Esa tarde ella llegó por primera vez a la consulta. Había estado meses para decidir hacer aquella llamada, paseando de un lado para otro de la cartera aquella pequeña tarjeta con el contacto, que una conocida le había pasado. Pensó una y mil veces “yo puedo sola”, “yo debería poder con esto sola” pero se percató que con esto ella no estaba pudiendo. 

Irene sabía que necesitaba bajar de peso. Hacía unas pocas semanas se había realizado los estudios de rutina. Sus valores en sangre esta vez se veían más alterados que en la oportunidad anterior. Su médico fue enfático al decirle que estaba obesa y que necesitaba urgentemente comenzar un tratamiento.

Ella era una mujer de unos 44 años de edad, de estatura media, que en los últimos diez años había ido ganando peso hasta llegar a estar obesa. Su aspecto era el de una mujer mayor al de la edad que realmente tenía, su vestimenta parecía algo seria y aburrida. Siempre vestía de color negro, siempre con el mismo conjunto como si su atuendo fuera una especie de uniforme, que ella no se podía cambiar. Llevaba una melena lacia más bien corta y algunas canas ya se comenzaban a notar. Su piel parecía algo curtida, pero no necesariamente por el sol, sino por la huella del paso del tiempo,  algunos pliegues en su cutis se hacían visibles, ya se veían algunas arrugas. Ella era una bella mujer. Su trato era agradable, parecía ser una mujer inteligente, con una extraordinaria grandeza para brindarse a los demás, con una extraña y equilibrada dosis de sensibilidad y fortaleza a la misma vez. 

Cuando Irene se subió a la bascula, no daba crédito de aquella cifra… permaneció perpleja, miró más de una vez, desconfiando de lo que le devolvía aquella balanza… Resopló y con algo de congoja, aclaró su garganta y dijo:   ”No entiendo… ¿cómo llegué a este punto?”… “No sé si podré hacerlo, porque yo… yo no tengo voluntad”. 
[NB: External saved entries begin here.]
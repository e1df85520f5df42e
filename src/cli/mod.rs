//! Command line front end: argument parsing, dispatch and exit codes.

pub mod args;
mod commands;
mod output;
mod prompt;

pub use commands::run;

use crate::error::Error;
use std::process::ExitCode;

/// Process exit code for a failed command.
///
/// API and domain errors give 1, anything else 2.
pub fn exit_code(err: &anyhow::Error) -> u8 {
    match err.downcast_ref::<Error>() {
        Some(e) if e.is_api_error() => 1,
        _ => 2,
    }
}

/// Print a failed command to stderr and return its exit code.
pub fn report(err: &anyhow::Error, debug: bool) -> ExitCode {
    let code = exit_code(err);
    if code == 1 {
        eprintln!("API error: {}", err);
    } else {
        eprintln!("Unexpected error: {}", err);
    }
    if debug {
        eprintln!("{:?}", err);
    }
    ExitCode::from(code)
}

#[cfg(test)]
mod tests {
    use super::*;

    #[test]
    fn test_exit_codes() {
        let server = anyhow::Error::new(Error::Server {
            url: "http://localhost:7878/api/v3/movie/9".to_string(),
            status: 404,
            body: "Not Found".to_string(),
        });
        assert_eq!(exit_code(&server), 1);

        let domain = anyhow::Error::new(Error::Radarr("Error, invalid parameters".to_string()));
        assert_eq!(exit_code(&domain), 1);

        let config = anyhow::Error::new(Error::Config("no host".to_string()));
        assert_eq!(exit_code(&config), 2);

        assert_eq!(exit_code(&anyhow::anyhow!("boom")), 2);
    }

    #[test]
    fn test_context_keeps_exit_code() {
        use anyhow::Context;

        let result: std::result::Result<(), Error> = Err(Error::client("No match found for x"));
        let err = result.context("adding movie").unwrap_err();
        assert_eq!(exit_code(&err), 1);
    }
}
Cuando nos acercamos al espejo, Irene bajó la cabeza. Y fue ahí cuando pregunté: “Irene, ¿Cuándo dejaste de mirarte al espejo?”. Negando con la cabeza, rompió en llanto. Seguramente, había perdido rastro de cuánto tiempo hacía que ella no se veía al espejo o mejor dicho, se veía en el espejo pero sin verse… como si el reflejo de sí misma no le perteneciera, como si esa imagen que estaba en el espejo fuera de otro que nada tenía que ver con ella. Permanecimos unos minutos en silencio, hasta que por fin, Irene pudo comenzar a hablar. 

Lo cierto, es que Irene venía de transitar por varios campos de batalla y su historia estaba cargada de un profundo dolor y de pérdidas. Irene se había caído y levantado una y mil veces y si había algo que yo podía afirmar es que a esta mujer, voluntad no era necesariamente lo que le faltaba. 

Esa tarde cuando nos despedimos, tuve la impresión de que ese día marcaría un nuevo comienzo para ella, una nueva oportunidad… un espacio, un lugar que no estaba pudiendo hacerse afuera del consultorio, en su vida, por y para sí misma. 

Esa tarde, una vez más, intuí que en oportunidades, el cuerpo guarda algunos secretos… que detrás de cada kilo hay historias que permanecen guardadas y que en la medida en que estos misterios se develaran por medio de la palabra, mientras se produjera el descenso de peso, en Irene aparecería algo más propio de su deseo más genuino, asociado a esa necesidad imperiosa de comenzar “dibujarse”, pero por sobre todo, de dejar de ser invisible.